● WHAT THE TASK ASKS: From the first line to the last, copy the data below word for word.

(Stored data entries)
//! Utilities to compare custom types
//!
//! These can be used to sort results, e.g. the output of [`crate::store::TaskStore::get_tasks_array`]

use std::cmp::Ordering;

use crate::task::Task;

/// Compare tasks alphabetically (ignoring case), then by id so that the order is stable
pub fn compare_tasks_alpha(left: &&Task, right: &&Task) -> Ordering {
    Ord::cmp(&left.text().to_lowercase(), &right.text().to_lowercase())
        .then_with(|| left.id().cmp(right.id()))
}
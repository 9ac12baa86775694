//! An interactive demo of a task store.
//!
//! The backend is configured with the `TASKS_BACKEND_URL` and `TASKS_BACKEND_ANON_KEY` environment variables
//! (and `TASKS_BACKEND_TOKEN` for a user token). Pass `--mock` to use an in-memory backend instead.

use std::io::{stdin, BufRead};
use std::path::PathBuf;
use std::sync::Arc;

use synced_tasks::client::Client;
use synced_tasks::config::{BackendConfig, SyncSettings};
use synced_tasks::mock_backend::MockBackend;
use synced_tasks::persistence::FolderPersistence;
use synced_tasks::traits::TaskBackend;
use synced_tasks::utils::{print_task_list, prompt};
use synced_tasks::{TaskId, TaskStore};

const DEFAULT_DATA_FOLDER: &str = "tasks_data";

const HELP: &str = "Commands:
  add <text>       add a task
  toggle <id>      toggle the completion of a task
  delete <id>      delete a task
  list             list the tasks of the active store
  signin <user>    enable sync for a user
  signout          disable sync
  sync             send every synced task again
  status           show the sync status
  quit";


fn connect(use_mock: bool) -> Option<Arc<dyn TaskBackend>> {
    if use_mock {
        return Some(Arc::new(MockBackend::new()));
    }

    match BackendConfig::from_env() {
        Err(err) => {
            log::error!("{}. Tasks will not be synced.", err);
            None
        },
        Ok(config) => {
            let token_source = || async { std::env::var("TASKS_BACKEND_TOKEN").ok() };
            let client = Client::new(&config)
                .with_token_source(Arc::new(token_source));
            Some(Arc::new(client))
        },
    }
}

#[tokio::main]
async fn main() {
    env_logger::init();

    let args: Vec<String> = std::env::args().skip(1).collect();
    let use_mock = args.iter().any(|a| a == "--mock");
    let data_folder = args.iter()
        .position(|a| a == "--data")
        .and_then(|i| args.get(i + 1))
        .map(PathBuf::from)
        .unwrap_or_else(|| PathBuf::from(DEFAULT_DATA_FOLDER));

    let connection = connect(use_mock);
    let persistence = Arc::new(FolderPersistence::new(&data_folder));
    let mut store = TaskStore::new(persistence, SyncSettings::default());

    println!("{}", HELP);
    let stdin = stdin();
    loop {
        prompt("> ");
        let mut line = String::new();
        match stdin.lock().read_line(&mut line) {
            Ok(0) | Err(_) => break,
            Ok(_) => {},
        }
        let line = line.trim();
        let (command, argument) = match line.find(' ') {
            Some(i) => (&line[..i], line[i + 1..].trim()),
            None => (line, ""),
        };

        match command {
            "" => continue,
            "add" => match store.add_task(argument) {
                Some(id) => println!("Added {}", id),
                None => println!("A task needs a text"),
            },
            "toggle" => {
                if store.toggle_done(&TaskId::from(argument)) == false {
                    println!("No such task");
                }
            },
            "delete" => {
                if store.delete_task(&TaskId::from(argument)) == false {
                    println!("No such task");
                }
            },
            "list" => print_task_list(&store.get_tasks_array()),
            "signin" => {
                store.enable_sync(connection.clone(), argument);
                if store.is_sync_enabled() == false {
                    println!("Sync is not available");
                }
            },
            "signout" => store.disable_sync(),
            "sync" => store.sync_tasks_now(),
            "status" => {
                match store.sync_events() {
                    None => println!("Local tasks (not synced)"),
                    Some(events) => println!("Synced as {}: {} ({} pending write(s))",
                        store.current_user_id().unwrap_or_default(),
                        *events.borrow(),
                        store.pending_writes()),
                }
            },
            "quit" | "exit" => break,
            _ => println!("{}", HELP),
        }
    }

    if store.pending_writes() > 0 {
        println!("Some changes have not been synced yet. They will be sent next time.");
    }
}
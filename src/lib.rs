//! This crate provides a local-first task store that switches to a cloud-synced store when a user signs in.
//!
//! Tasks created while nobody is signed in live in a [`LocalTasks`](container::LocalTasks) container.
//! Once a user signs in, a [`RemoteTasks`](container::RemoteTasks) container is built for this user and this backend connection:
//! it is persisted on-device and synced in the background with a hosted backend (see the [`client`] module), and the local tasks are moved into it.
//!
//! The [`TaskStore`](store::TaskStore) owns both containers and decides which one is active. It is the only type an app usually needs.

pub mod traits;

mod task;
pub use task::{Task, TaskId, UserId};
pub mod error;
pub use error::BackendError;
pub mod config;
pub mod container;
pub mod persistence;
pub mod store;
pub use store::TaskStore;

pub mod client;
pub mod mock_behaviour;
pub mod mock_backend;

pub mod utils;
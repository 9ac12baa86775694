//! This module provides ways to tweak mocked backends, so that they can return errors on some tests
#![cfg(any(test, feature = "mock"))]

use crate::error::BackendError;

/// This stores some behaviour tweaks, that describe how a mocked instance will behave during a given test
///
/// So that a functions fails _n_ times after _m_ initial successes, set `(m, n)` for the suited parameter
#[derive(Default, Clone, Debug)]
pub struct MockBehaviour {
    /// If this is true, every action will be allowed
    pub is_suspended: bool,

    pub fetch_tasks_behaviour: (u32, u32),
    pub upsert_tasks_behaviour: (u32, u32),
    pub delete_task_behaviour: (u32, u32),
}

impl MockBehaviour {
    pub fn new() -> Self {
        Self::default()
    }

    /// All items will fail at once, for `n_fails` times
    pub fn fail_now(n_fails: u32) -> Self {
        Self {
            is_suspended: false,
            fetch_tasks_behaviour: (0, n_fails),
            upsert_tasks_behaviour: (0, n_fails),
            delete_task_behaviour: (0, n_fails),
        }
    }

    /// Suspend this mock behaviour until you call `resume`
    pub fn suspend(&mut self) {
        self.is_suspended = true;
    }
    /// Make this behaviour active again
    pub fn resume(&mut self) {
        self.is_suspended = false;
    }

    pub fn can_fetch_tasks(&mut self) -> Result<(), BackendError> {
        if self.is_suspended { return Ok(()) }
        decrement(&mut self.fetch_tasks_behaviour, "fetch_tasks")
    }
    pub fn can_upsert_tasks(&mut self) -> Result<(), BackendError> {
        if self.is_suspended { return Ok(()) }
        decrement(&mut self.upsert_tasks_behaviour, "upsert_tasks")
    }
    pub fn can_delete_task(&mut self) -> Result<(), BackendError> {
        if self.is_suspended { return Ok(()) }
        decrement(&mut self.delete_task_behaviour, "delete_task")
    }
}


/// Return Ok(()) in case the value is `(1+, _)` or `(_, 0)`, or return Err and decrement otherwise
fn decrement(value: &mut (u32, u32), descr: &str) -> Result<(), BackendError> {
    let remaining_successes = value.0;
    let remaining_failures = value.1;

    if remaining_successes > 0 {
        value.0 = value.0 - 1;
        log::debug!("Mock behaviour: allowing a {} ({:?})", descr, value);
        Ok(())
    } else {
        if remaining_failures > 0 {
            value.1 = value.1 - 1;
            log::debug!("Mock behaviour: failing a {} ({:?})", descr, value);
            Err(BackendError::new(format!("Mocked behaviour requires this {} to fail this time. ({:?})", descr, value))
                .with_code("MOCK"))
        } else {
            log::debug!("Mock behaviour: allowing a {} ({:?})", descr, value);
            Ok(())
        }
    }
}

● SOLUTION FOR THIS PROBLEM:
//! Utilities to compare custom types
//!
//! These can be used to sort results, e.g. the output of [`crate::store::TaskStore::get_tasks_array`]

use std::cmp::Ordering;

use crate::task::Task;

/// Compare tasks alphabetically (ignoring case), then by id so that the order is stable
pub fn compare_tasks_alpha(left: &&Task, right: &&Task) -> Ordering {
    Ord::cmp(&left.text().to_lowercase(), &right.text().to_lowercase())
        .then_with(|| left.id().cmp(right.id()))
}
repository 9ac12baa86775694
//! An interactive demo of a task store.
//!
//! The backend is configured with the `TASKS_BACKEND_URL` and `TASKS_BACKEND_ANON_KEY` environment variables
//! (and `TASKS_BACKEND_TOKEN` for a user token). Pass `--mock` to use an in-memory backend instead.

use std::io::{stdin, BufRead};
use std::path::PathBuf;
use std::sync::Arc;

use synced_tasks::client::Client;
use synced_tasks::config::{BackendConfig, SyncSettings};
use synced_tasks::mock_backend::MockBackend;
use synced_tasks::persistence::FolderPersistence;
use synced_tasks::traits::TaskBackend;
use synced_tasks::utils::{print_task_list, prompt};
use synced_tasks::{TaskId, TaskStore};

const DEFAULT_DATA_FOLDER: &str = "tasks_data";

const HELP: &str = "Commands:
  add <text>       add a task
  toggle <id>      toggle the completion of a task
  delete <id>      delete a task
  list             list the tasks of the active store
  signin <user>    enable sync for a user
  signout          disable sync
  sync             send every synced task again
  status           show the sync status
  quit";


fn connect(use_mock: bool) -> Option<Arc<dyn TaskBackend>> {
    if use_mock {
        return Some(Arc::new(MockBackend::new()));
    }

    match BackendConfig::from_env() {
        Err(err) => {
            log::error!("{}. Tasks will not be synced.", err);
            None
        },
        Ok(config) => {
            let token_source = || async { std::env::var("TASKS_BACKEND_TOKEN").ok() };
            let client = Client::new(&config)
                .with_token_source(Arc::new(token_source));
            Some(Arc::new(client))
        },
    }
}

#[tokio::main]
async fn main() {
    env_logger::init();

    let args: Vec<String> = std::env::args().skip(1).collect();
    let use_mock = args.iter().any(|a| a == "--mock");
    let data_folder = args.iter()
        .position(|a| a == "--data")
        .and_then(|i| args.get(i + 1))
        .map(PathBuf::from)
        .unwrap_or_else(|| PathBuf::from(DEFAULT_DATA_FOLDER));

    let connection = connect(use_mock);
    let persistence = Arc::new(FolderPersistence::new(&data_folder));
    let mut store = TaskStore::new(persistence, SyncSettings::default());

    println!("{}", HELP);
    let stdin = stdin();
    loop {
        prompt("> ");
        let mut line = String::new();
        match stdin.lock().read_line(&mut line) {
            Ok(0) | Err(_) => break,
            Ok(_) => {},
        }
        let line = line.trim();
        let (command, argument) = match line.find(' ') {
            Some(i) => (&line[..i], line[i + 1..].trim()),
            None => (line, ""),
        };

        match command {
            "" => continue,
            "add" => match store.add_task(argument) {
                Some(id) => println!("Added {}", id),
                None => println!("A task needs a text"),
            },
            "toggle" => {
                if store.toggle_done(&TaskId::from(argument)) == false {
                    println!("No such task");
                }
            },
            "delete" => {
                if store.delete_task(&TaskId::from(argument)) == false {
                    println!("No such task");
                }
            },
            "list" => print_task_list(&store.get_tasks_array()),
            "signin" => {
                store.enable_sync(connection.clone(), argument);
                if store.is_sync_enabled() == false {
                    println!("Sync is not available");
                }
            },
            "signout" => store.disable_sync(),
            "sync" => store.sync_tasks_now(),
            "status" => {
                match store.sync_events() {
                    None => println!("Local tasks (not synced)"),
                    Some(events) => println!("Synced as {}: {} ({} pending write(s))",
                        store.current_user_id().unwrap_or_default(),
                        *events.borrow(),
                        store.pending_writes()),
                }
            },
            "quit" | "exit" => break,
            _ => println!("{}", HELP),
        }
    }

    if store.pending_writes() > 0 {
        println!("Some changes have not been synced yet. They will be sent next time.");
    }
}
filename src/lib.rs
//! This crate provides a local-first task store that switches to a cloud-synced store when a user signs in.
//!
//! Tasks created while nobody is signed in live in a [`LocalTasks`](container::LocalTasks) container.
//! Once a user signs in, a [`RemoteTasks`](container::RemoteTasks) container is built for this user and this backend connection:
//! it is persisted on-device and synced in the background with a hosted backend (see the [`client`] module), and the local tasks are moved into it.
//!
//! The [`TaskStore`](store::TaskStore) owns both containers and decides which one is active. It is the only type an app usually needs.

pub mod traits;

mod task;
pub use task::{Task, TaskId, UserId};
pub mod error;
pub use error::BackendError;
pub mod config;
pub mod container;
pub mod persistence;
pub mod store;
pub use store::TaskStore;

pub mod client;
pub mod mock_behaviour;
pub mod mock_backend;

pub mod utils;
repository 9ac12baa86775694
//! This module provides ways to tweak mocked backends, so that they can return errors on some tests
#![cfg(any(test, feature = "mock"))]

use crate::error::BackendError;

/// This stores some behaviour tweaks, that describe how a mocked instance will behave during a given test
///
/// So that a functions fails _n_ times after _m_ initial successes, set `(m, n)` for the suited parameter
#[derive(Default, Clone, Debug)]
pub struct MockBehaviour {
    /// If this is true, every action will be allowed
    pub is_suspended: bool,

    pub fetch_tasks_behaviour: (u32, u32),
    pub upsert_tasks_behaviour: (u32, u32),
    pub delete_task_behaviour: (u32, u32),
}

impl MockBehaviour {
    pub fn new() -> Self {
        Self::default()
    }

    /// All items will fail at once, for `n_fails` times
    pub fn fail_now(n_fails: u32) -> Self {
        Self {
            is_suspended: false,
            fetch_tasks_behaviour: (0, n_fails),
            upsert_tasks_behaviour: (0, n_fails),
            delete_task_behaviour: (0, n_fails),
        }
    }

    /// Suspend this mock behaviour until you call `resume`
    pub fn suspend(&mut self) {
        self.is_suspended = true;
    }
    /// Make this behaviour active again
    pub fn resume(&mut self) {
        self.is_suspended = false;
    }

    pub fn can_fetch_tasks(&mut self) -> Result<(), BackendError> {
        if self.is_suspended { return Ok(()) }
        decrement(&mut self.fetch_tasks_behaviour, "fetch_tasks")
    }
    pub fn can_upsert_tasks(&mut self) -> Result<(), BackendError> {
        if self.is_suspended { return Ok(()) }
        decrement(&mut self.upsert_tasks_behaviour, "upsert_tasks")
    }
    pub fn can_delete_task(&mut self) -> Result<(), BackendError> {
        if self.is_suspended { return Ok(()) }
        decrement(&mut self.delete_task_behaviour, "delete_task")
    }
}


/// Return Ok(()) in case the value is `(1+, _)` or `(_, 0)`, or return Err and decrement otherwise
fn decrement(value: &mut (u32, u32), descr: &str) -> Result<(), BackendError> {
    let remaining_successes = value.0;
    let remaining_failures = value.1;

    if remaining_successes > 0 {
        value.0 = value.0 - 1;
        log::debug!("Mock behaviour: allowing a {} ({:?})", descr, value);
        Ok(())
    } else {
        if remaining_failures > 0 {
            value.1 = value.1 - 1;
            log::debug!("Mock behaviour: failing a {} ({:?})", descr, value);
            Err(BackendError::new(format!("Mocked behaviour requires this {} to fail this time. ({:?})", descr, value))
                .with_code("MOCK"))
        } else {
            log::debug!("Mock behaviour: allowing a {} ({:?})", descr, value);
            Ok(())
        }
    }
}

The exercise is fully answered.